§ About this exercise: How do the lines below between the ones holding "filename src/repo/mail_items.rs" and "and ($2::text is", inclusive, read? Give them again exactly, with no other lines.

§ Collected data entries:
◇ ◇ ◇ ◇

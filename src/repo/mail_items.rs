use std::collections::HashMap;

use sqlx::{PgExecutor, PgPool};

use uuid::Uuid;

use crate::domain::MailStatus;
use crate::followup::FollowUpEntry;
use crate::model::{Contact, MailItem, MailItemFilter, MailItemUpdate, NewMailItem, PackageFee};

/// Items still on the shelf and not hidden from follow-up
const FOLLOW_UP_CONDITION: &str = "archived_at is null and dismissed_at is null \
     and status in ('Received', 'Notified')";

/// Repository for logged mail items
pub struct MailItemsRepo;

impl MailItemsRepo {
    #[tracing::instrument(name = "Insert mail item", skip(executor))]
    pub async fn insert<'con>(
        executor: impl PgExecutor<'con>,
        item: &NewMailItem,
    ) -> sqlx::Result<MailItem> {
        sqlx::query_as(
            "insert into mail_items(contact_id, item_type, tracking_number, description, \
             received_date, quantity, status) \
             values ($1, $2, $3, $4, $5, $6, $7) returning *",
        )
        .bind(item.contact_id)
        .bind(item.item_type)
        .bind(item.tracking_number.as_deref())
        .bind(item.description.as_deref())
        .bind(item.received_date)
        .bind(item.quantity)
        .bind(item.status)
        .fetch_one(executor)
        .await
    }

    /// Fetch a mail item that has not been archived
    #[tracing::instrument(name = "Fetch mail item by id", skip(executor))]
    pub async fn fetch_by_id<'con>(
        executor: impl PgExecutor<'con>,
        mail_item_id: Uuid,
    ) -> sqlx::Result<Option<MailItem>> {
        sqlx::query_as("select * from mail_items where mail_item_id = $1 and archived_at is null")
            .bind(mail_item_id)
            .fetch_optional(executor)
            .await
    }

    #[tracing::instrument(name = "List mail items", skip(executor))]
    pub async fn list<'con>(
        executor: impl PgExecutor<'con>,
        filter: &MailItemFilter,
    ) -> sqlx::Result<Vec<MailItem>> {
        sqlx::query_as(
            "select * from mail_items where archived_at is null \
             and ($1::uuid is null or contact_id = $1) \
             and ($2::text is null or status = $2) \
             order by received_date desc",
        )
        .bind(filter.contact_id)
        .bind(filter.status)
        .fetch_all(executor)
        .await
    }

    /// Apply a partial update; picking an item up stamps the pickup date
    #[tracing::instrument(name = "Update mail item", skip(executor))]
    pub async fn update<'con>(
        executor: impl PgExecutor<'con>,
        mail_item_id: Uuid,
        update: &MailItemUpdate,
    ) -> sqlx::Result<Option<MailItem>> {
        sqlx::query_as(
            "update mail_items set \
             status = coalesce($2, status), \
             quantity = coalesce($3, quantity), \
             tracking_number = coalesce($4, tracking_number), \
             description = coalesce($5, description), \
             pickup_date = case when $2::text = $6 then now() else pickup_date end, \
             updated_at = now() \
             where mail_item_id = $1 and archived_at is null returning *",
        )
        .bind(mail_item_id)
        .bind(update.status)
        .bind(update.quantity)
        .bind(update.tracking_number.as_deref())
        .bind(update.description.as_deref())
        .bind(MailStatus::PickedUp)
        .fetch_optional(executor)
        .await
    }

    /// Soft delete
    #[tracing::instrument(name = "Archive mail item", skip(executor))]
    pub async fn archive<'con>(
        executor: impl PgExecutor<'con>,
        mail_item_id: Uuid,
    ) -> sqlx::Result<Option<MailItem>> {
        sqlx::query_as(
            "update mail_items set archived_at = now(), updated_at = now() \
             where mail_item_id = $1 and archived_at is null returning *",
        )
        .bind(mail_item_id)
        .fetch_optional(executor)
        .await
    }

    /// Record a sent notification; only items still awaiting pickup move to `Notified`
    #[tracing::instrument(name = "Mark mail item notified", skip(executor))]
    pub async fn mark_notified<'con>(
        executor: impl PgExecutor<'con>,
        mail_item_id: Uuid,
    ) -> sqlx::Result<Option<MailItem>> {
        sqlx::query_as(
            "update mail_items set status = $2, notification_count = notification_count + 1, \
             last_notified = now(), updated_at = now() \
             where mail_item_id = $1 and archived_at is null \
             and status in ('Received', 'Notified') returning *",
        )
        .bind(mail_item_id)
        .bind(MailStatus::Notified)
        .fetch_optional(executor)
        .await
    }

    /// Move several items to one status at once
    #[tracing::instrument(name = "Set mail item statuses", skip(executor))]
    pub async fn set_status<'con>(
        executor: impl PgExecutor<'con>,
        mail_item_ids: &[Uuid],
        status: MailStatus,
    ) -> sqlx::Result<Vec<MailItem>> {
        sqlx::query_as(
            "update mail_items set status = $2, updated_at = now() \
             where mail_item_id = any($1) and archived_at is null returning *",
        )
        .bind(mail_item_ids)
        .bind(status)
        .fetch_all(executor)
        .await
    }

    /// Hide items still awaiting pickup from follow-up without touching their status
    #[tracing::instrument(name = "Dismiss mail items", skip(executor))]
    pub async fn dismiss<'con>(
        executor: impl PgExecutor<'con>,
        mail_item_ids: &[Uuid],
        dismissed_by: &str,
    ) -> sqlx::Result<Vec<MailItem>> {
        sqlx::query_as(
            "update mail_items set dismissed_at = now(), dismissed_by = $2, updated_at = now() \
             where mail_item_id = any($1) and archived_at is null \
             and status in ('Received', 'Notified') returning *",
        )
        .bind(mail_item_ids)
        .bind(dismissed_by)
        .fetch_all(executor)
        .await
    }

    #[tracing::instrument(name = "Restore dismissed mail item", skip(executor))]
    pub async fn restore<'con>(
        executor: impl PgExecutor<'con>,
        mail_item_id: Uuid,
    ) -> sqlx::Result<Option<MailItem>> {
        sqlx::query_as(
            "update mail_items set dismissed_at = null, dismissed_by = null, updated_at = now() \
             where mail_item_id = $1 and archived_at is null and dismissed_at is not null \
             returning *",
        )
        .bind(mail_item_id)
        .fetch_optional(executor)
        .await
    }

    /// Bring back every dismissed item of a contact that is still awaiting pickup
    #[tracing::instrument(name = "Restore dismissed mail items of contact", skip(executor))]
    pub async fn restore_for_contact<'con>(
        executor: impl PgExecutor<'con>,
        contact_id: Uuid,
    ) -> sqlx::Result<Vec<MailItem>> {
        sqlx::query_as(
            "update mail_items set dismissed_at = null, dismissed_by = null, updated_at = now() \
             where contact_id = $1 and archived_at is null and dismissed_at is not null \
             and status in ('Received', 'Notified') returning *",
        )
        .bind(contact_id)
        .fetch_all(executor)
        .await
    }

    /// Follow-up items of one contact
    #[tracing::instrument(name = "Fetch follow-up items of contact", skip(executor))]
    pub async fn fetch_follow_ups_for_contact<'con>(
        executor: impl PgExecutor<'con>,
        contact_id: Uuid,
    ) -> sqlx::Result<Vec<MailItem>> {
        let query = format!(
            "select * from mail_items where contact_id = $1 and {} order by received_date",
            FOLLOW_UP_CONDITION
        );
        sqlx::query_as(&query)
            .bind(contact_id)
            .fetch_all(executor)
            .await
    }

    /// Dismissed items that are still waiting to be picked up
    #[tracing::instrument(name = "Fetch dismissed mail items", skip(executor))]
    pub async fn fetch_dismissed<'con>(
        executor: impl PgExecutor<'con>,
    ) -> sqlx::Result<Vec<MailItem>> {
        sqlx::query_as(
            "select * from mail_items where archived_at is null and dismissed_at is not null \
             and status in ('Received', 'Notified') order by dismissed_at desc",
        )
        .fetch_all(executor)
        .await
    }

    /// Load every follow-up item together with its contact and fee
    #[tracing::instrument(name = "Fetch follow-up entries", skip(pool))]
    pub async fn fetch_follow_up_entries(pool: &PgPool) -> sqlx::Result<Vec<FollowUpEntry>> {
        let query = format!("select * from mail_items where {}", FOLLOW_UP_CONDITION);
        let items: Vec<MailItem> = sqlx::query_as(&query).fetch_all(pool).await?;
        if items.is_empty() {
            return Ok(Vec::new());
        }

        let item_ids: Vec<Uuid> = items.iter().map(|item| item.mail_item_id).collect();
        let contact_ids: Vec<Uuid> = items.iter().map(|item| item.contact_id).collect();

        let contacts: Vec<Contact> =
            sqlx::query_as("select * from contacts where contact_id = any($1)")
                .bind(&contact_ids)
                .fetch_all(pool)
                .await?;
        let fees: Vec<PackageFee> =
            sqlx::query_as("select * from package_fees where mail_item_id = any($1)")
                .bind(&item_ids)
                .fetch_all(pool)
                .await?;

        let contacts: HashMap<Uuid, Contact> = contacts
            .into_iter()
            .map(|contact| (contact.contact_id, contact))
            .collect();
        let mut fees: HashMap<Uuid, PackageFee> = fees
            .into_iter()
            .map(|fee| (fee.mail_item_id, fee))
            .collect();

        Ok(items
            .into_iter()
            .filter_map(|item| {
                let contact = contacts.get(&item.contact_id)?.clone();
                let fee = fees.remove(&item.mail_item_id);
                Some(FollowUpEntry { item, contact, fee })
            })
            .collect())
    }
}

◇ ◇ ◇ ◇

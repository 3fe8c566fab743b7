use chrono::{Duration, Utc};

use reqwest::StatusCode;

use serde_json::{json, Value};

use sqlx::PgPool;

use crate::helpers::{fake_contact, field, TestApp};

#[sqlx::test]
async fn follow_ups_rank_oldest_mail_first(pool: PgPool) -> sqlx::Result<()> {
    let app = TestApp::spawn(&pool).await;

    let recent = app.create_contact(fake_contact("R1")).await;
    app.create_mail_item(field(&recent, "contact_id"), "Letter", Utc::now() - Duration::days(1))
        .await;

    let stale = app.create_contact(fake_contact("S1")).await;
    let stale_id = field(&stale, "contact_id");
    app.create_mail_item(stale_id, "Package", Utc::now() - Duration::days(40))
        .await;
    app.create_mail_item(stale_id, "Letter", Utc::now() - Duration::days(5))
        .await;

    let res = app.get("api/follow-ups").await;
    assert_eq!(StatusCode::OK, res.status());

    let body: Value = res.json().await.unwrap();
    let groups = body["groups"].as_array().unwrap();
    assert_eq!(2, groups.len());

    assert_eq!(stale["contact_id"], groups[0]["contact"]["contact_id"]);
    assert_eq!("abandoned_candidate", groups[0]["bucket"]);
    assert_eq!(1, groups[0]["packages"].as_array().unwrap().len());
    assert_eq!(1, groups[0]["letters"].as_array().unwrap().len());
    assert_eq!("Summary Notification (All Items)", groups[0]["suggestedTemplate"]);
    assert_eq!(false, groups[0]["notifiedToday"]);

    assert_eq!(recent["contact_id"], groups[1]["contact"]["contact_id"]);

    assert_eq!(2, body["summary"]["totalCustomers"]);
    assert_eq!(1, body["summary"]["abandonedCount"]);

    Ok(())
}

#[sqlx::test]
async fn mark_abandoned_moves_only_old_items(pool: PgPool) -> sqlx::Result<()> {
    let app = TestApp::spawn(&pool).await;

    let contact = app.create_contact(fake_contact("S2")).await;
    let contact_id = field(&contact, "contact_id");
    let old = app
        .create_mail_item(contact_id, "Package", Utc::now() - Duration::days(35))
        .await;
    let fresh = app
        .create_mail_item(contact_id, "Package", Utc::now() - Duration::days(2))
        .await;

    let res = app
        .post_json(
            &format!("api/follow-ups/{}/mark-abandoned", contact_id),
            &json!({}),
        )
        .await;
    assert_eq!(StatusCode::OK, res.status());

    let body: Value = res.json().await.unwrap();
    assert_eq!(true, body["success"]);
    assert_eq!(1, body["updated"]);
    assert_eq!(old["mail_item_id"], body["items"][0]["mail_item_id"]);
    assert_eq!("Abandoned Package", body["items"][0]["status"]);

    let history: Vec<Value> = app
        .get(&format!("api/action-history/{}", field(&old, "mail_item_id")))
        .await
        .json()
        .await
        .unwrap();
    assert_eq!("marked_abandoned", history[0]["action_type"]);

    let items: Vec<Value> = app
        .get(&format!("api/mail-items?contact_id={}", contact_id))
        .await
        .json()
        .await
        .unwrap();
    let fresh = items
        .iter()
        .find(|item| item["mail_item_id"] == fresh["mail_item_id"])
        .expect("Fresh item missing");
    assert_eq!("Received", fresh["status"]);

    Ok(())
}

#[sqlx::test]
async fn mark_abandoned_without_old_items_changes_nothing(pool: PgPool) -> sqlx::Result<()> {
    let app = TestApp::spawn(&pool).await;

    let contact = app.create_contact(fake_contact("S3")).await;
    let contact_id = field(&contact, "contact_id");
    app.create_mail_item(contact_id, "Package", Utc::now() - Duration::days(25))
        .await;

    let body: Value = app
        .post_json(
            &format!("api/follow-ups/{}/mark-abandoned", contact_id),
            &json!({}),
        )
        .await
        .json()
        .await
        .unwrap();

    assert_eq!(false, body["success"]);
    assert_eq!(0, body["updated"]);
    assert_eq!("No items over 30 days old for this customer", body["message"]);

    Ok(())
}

◇ ◇ ◇ ◇

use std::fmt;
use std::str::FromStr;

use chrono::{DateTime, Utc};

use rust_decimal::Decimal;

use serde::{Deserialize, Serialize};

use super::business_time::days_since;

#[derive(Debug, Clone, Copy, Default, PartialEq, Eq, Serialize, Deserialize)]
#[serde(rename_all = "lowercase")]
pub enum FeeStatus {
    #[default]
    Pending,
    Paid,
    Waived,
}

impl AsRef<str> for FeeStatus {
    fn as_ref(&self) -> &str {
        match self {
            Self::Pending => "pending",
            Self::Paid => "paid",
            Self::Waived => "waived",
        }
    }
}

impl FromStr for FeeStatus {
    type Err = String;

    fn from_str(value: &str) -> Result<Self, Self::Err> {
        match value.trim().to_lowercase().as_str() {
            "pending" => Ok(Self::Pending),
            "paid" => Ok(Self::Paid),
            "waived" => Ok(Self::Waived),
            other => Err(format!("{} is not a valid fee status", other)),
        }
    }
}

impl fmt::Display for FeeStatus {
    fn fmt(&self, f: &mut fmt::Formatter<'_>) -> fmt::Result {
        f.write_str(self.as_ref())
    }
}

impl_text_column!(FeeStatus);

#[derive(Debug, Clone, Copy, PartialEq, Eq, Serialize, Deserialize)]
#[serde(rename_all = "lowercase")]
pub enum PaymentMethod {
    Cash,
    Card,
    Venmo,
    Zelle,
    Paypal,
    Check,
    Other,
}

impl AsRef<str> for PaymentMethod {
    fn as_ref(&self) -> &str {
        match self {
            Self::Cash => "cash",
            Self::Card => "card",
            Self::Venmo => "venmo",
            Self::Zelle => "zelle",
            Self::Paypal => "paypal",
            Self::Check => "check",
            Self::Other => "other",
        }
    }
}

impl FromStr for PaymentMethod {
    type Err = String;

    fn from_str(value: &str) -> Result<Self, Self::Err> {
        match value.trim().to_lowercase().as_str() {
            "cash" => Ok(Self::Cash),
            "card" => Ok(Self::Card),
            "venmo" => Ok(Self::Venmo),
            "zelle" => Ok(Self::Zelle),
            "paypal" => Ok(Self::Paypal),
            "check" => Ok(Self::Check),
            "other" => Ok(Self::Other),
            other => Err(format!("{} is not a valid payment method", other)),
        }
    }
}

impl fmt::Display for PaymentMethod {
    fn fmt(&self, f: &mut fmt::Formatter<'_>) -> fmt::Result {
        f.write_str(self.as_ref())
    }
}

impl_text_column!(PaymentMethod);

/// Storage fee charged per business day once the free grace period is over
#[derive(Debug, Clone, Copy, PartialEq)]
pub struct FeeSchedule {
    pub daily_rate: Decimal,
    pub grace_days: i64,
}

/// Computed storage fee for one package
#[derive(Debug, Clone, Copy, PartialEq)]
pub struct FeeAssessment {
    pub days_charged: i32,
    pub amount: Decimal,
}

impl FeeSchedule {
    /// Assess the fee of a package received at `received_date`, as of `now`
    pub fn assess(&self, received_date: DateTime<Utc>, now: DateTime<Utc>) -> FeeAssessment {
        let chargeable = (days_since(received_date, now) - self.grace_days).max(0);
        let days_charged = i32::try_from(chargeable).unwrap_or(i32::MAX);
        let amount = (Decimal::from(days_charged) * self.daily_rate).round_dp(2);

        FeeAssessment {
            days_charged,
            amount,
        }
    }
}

◇ ◇ ◇ ◇

§ Written reply:
filename src/repo/mail_items.rs
use std::collections::HashMap;

use sqlx::{PgExecutor, PgPool};

use uuid::Uuid;

use crate::domain::MailStatus;
use crate::followup::FollowUpEntry;
use crate::model::{Contact, MailItem, MailItemFilter, MailItemUpdate, NewMailItem, PackageFee};

/// Items still on the shelf and not hidden from follow-up
const FOLLOW_UP_CONDITION: &str = "archived_at is null and dismissed_at is null \
     and status in ('Received', 'Notified')";

/// Repository for logged mail items
pub struct MailItemsRepo;

impl MailItemsRepo {
    #[tracing::instrument(name = "Insert mail item", skip(executor))]
    pub async fn insert<'con>(
        executor: impl PgExecutor<'con>,
        item: &NewMailItem,
    ) -> sqlx::Result<MailItem> {
        sqlx::query_as(
            "insert into mail_items(contact_id, item_type, tracking_number, description, \
             received_date, quantity, status) \
             values ($1, $2, $3, $4, $5, $6, $7) returning *",
        )
        .bind(item.contact_id)
        .bind(item.item_type)
        .bind(item.tracking_number.as_deref())
        .bind(item.description.as_deref())
        .bind(item.received_date)
        .bind(item.quantity)
        .bind(item.status)
        .fetch_one(executor)
        .await
    }

    /// Fetch a mail item that has not been archived
    #[tracing::instrument(name = "Fetch mail item by id", skip(executor))]
    pub async fn fetch_by_id<'con>(
        executor: impl PgExecutor<'con>,
        mail_item_id: Uuid,
    ) -> sqlx::Result<Option<MailItem>> {
        sqlx::query_as("select * from mail_items where mail_item_id = $1 and archived_at is null")
            .bind(mail_item_id)
            .fetch_optional(executor)
            .await
    }

    #[tracing::instrument(name = "List mail items", skip(executor))]
    pub async fn list<'con>(
        executor: impl PgExecutor<'con>,
        filter: &MailItemFilter,
    ) -> sqlx::Result<Vec<MailItem>> {
        sqlx::query_as(
            "select * from mail_items where archived_at is null \
             and ($1::uuid is null or contact_id = $1) \
             and ($2::text is null or status = $2) \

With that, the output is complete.